Today is International Day of Sport for Development and Peace, an occasion marked every year to promote healthy lifestyles. Former Olympian and KPE Professor Bruce Kidd wrote a post for University of Toronto Press about how we can all come together to revitalize physical education, physical activity and community sport in the wake of the COVID-19 pandemic.
His latest book, A Runner’s Journey, comes out later this year from Aevo-UTP.
April 6 is the International Day of Sport for Development and Peace. The United Nations General Assembly established the annual “day” in 2013 as a celebration of the joys of active human movement and a reminder that sport and physical activity contribute significantly to the health, economic development, and sustainability of individuals and communities in every country in the world. The UN urges member countries to expand sporting opportunities as a way of addressing the world’s major challenges known as the Sustainable Development Goals.
Today, as the world struggles with the vaccine rollout amid the third wave of the COVID-19 pandemic, the importance of a “day” to reflect upon the social necessity of sport and physical activity is more urgent than ever.
As it has in other areas of society, notably health and health care, the pandemic has exposed widespread and harmful inequalities in access to sport and physical activity, with the resulting loss of resilience, mental health, and other aspects of good health to which they contribute.
Whether it’s first-world countries like Canada or impoverished states in the Global South, already dangerously low participation rates have fallen even further. While the media have reported on every challenge and pivot faced by their business partners in corporate sports, they have been largely silent about the impact upon school and community sports. But there, closed facilities, staff layoffs and social distancing requirements have sharply reduced, even eliminated physical education and co-curricular sport in schools and universities, adult recreational leagues, and many forms of indoor fitness.

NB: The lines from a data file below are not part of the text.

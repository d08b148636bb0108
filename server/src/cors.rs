use rocket::{
  fairing::{Fairing, Info, Kind},
  http::{Header, Status},
  Request, Response,
};

pub struct CORS;

#[rocket::async_trait]
impl Fairing for CORS {
  fn info(&self) -> Info {
    Info {
      name: "Add CORS headers to responses",
      kind: Kind::Response,
    }
  }

  async fn on_response<'r>(&self, _request: &'r Request<'_>, response: &mut Response<'r>) {
    response.set_header(Header::new("Access-Control-Allow-Origin", "*"));
    response.set_header(Header::new("Access-Control-Allow-Headers", "Content-Type"));
    response.set_header(Header::new("Access-Control-Allow-Methods", "GET, POST, OPTIONS"));
  }
}

#[rocket::options("/<_..>")]
pub fn all_options() -> Status {
  Status::NoContent
}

A March 2021 report by the Jump Start Canadian Tire Foundation and the Ipsos research group found that three in ten Canadian sports organizations are temporarily or indefinitely closed, six in ten are struggling to provide modified programming, and one-third are bankrupt. 69% of surveyed parents said that their children were already showing signs of being less physically fit as a result of the pandemic. And we must remember that in Canada, organized sport is largely a middle- and upper-class practice, where “pay for play” requirements exclude the poor. Those who have already been disproportionately inactive – girls and women, the poor, BIPOC, and persons with disabilities – have suffered the most.
To be sure, there have been creative responses. Many organizations have put classes online. I never thought I would take a Pilates class over Zoom, but I have found it quite convenient. In many communities, the middle and upper classes have rediscovered the benefits of physical activity in walking, cycling, and disk golf. Municipalities have responded with expanded bike lanes and weekend street closures. However, the coming together and spontaneous jostling, high fives and other interactions integral to sports have proven to be super spreaders. No school or community organization can afford the constant testing, screening, and bubbling conducted by corporate sports to reduce the risk.
While we are in the midst of a crisis of worldwide contagion, it is easy to forget that the world’s most serious health challenge is non-communicable diseases like diabetes, coronary heart conditions, stroke, hypertension, and several forms of cancer, including breast and colon cancer. According to the World Health Organization, NCDs kill more than 41 million people a year, more than 71% of all deaths globally. It is estimated that physical activity can reduce that risk by 20-30% and increase life span by three to five years.
We need an urgent, internationally coordinated campaign to revitalize physical education, physical activity, and community sport. Returning to what we had before will not be enough. When we talk about returning to “normal,” we need to remember that “normal” was not a very satisfactory or healthy way to live for significant proportions of the populations of most countries. Instead, we need to find a better way to include those currently left out, (the majority of girls and women, the poor, BIPOC, and persons with disabilities,) by creating a more equitable system, with an intersectional gender lens, as the Commonwealth Secretariat recommends its member governments.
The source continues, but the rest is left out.